• Exercise prompt
Your output should be every line below, copied exactly.

++++ Provided data

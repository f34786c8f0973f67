//! Version metadata for `bpfuzz version` and written artifacts.

use serde::{Deserialize, Serialize};

#[derive(Debug, Clone, PartialEq, Eq, Serialize, Deserialize)]
pub struct VersionInfo {
    pub version: String,
    #[serde(skip_serializing_if = "Option::is_none")]
    pub commit: Option<String>,
    #[serde(skip_serializing_if = "Option::is_none")]
    pub build_date: Option<String>,
}

pub fn version_info() -> VersionInfo {
    VersionInfo {
        version: env!("CARGO_PKG_VERSION").to_string(),
        commit: option_env!("BPFUZZ_COMMIT").map(|s| s.to_string()),
        build_date: option_env!("BPFUZZ_BUILD_DATE").map(|s| s.to_string()),
    }
}

#[cfg(test)]
mod tests {
    use super::*;

    #[test]
    fn version_matches_the_package() {
        assert_eq!(version_info().version, env!("CARGO_PKG_VERSION"));
    }
}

++++++++

• Solution for this problem
repository f34786c8f0973f67
//! Version metadata for `bpfuzz version` and written artifacts.

use serde::{Deserialize, Serialize};

#[derive(Debug, Clone, PartialEq, Eq, Serialize, Deserialize)]
pub struct VersionInfo {
    pub version: String,
    #[serde(skip_serializing_if = "Option::is_none")]
    pub commit: Option<String>,
    #[serde(skip_serializing_if = "Option::is_none")]
    pub build_date: Option<String>,
}

pub fn version_info() -> VersionInfo {
    VersionInfo {
        version: env!("CARGO_PKG_VERSION").to_string(),
        commit: option_env!("BPFUZZ_COMMIT").map(|s| s.to_string()),
        build_date: option_env!("BPFUZZ_BUILD_DATE").map(|s| s.to_string()),
    }
}

#[cfg(test)]
mod tests {
    use super::*;

    #[test]
    fn version_matches_the_package() {
        assert_eq!(version_info().version, env!("CARGO_PKG_VERSION"));
    }
}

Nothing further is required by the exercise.